Excerpts from a dataset.
::::::::::
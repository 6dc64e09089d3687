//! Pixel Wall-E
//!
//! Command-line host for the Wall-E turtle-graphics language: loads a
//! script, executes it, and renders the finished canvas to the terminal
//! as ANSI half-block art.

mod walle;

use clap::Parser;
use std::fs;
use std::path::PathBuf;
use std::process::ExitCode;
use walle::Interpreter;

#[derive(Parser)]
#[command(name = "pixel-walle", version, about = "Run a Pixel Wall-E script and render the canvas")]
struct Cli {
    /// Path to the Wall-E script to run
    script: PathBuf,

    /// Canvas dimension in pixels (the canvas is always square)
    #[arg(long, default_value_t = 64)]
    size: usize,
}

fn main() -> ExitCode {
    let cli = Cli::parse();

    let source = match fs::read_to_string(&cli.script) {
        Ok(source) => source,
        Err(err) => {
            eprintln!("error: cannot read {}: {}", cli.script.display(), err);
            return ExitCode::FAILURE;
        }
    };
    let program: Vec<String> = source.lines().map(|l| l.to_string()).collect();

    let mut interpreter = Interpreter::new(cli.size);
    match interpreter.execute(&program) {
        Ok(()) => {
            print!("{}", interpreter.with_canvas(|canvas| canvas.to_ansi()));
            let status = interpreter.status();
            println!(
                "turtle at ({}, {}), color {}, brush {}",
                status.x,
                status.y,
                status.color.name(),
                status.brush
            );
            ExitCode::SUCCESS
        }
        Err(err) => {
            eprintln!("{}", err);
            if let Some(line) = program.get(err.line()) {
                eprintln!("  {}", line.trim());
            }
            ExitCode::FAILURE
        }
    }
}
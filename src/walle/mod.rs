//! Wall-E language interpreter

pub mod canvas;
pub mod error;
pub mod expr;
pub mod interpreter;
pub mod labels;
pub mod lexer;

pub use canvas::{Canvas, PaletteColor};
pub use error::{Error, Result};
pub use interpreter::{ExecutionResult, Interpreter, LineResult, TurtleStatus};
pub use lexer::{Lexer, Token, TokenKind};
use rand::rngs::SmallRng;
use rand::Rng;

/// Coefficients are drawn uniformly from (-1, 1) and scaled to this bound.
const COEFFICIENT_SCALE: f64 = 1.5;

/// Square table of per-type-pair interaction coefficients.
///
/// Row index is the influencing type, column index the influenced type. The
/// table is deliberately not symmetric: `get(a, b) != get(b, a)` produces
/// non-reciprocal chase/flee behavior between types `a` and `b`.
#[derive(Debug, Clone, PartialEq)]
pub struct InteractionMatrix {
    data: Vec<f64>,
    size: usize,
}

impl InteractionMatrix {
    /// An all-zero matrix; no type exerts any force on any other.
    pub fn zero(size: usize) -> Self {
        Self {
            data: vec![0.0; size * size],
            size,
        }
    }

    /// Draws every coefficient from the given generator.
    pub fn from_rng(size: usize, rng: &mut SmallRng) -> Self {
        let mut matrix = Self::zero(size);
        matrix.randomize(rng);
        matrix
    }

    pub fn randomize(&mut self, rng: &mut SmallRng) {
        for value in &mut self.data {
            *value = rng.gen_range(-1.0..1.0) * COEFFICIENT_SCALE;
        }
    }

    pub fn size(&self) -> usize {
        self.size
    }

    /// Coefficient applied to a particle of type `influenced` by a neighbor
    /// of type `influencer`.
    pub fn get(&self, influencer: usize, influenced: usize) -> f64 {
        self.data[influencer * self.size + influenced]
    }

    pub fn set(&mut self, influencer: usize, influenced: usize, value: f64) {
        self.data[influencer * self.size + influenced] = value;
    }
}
::::::::::
ASSIGNMENT.
In your reply, restate every entry exactly.

RESULT.
repository 6dc64e09089d3687
//! Pixel Wall-E
//!
//! Command-line host for the Wall-E turtle-graphics language: loads a
//! script, executes it, and renders the finished canvas to the terminal
//! as ANSI half-block art.

mod walle;

use clap::Parser;
use std::fs;
use std::path::PathBuf;
use std::process::ExitCode;
use walle::Interpreter;

#[derive(Parser)]
#[command(name = "pixel-walle", version, about = "Run a Pixel Wall-E script and render the canvas")]
struct Cli {
    /// Path to the Wall-E script to run
    script: PathBuf,

    /// Canvas dimension in pixels (the canvas is always square)
    #[arg(long, default_value_t = 64)]
    size: usize,
}

fn main() -> ExitCode {
    let cli = Cli::parse();

    let source = match fs::read_to_string(&cli.script) {
        Ok(source) => source,
        Err(err) => {
            eprintln!("error: cannot read {}: {}", cli.script.display(), err);
            return ExitCode::FAILURE;
        }
    };
    let program: Vec<String> = source.lines().map(|l| l.to_string()).collect();

    let mut interpreter = Interpreter::new(cli.size);
    match interpreter.execute(&program) {
        Ok(()) => {
            print!("{}", interpreter.with_canvas(|canvas| canvas.to_ansi()));
            let status = interpreter.status();
            println!(
                "turtle at ({}, {}), color {}, brush {}",
                status.x,
                status.y,
                status.color.name(),
                status.brush
            );
            ExitCode::SUCCESS
        }
        Err(err) => {
            eprintln!("{}", err);
            if let Some(line) = program.get(err.line()) {
                eprintln!("  {}", line.trim());
            }
            ExitCode::FAILURE
        }
    }
}
filename src/walle/mod.rs
//! Wall-E language interpreter

pub mod canvas;
pub mod error;
pub mod expr;
pub mod interpreter;
pub mod labels;
pub mod lexer;

pub use canvas::{Canvas, PaletteColor};
pub use error::{Error, Result};
pub use interpreter::{ExecutionResult, Interpreter, LineResult, TurtleStatus};
pub use lexer::{Lexer, Token, TokenKind};
use rand::rngs::SmallRng;
use rand::Rng;

/// Coefficients are drawn uniformly from (-1, 1) and scaled to this bound.
const COEFFICIENT_SCALE: f64 = 1.5;

/// Square table of per-type-pair interaction coefficients.
///
/// Row index is the influencing type, column index the influenced type. The
/// table is deliberately not symmetric: `get(a, b) != get(b, a)` produces
/// non-reciprocal chase/flee behavior between types `a` and `b`.
#[derive(Debug, Clone, PartialEq)]
pub struct InteractionMatrix {
    data: Vec<f64>,
    size: usize,
}

impl InteractionMatrix {
    /// An all-zero matrix; no type exerts any force on any other.
    pub fn zero(size: usize) -> Self {
        Self {
            data: vec![0.0; size * size],
            size,
        }
    }

    /// Draws every coefficient from the given generator.
    pub fn from_rng(size: usize, rng: &mut SmallRng) -> Self {
        let mut matrix = Self::zero(size);
        matrix.randomize(rng);
        matrix
    }

    pub fn randomize(&mut self, rng: &mut SmallRng) {
        for value in &mut self.data {
            *value = rng.gen_range(-1.0..1.0) * COEFFICIENT_SCALE;
        }
    }

    pub fn size(&self) -> usize {
        self.size
    }

    /// Coefficient applied to a particle of type `influenced` by a neighbor
    /// of type `influencer`.
    pub fn get(&self, influencer: usize, influenced: usize) -> f64 {
        self.data[influencer * self.size + influenced]
    }

    pub fn set(&mut self, influencer: usize, influenced: usize, value: f64) {
        self.data[influencer * self.size + influenced] = value;
    }
}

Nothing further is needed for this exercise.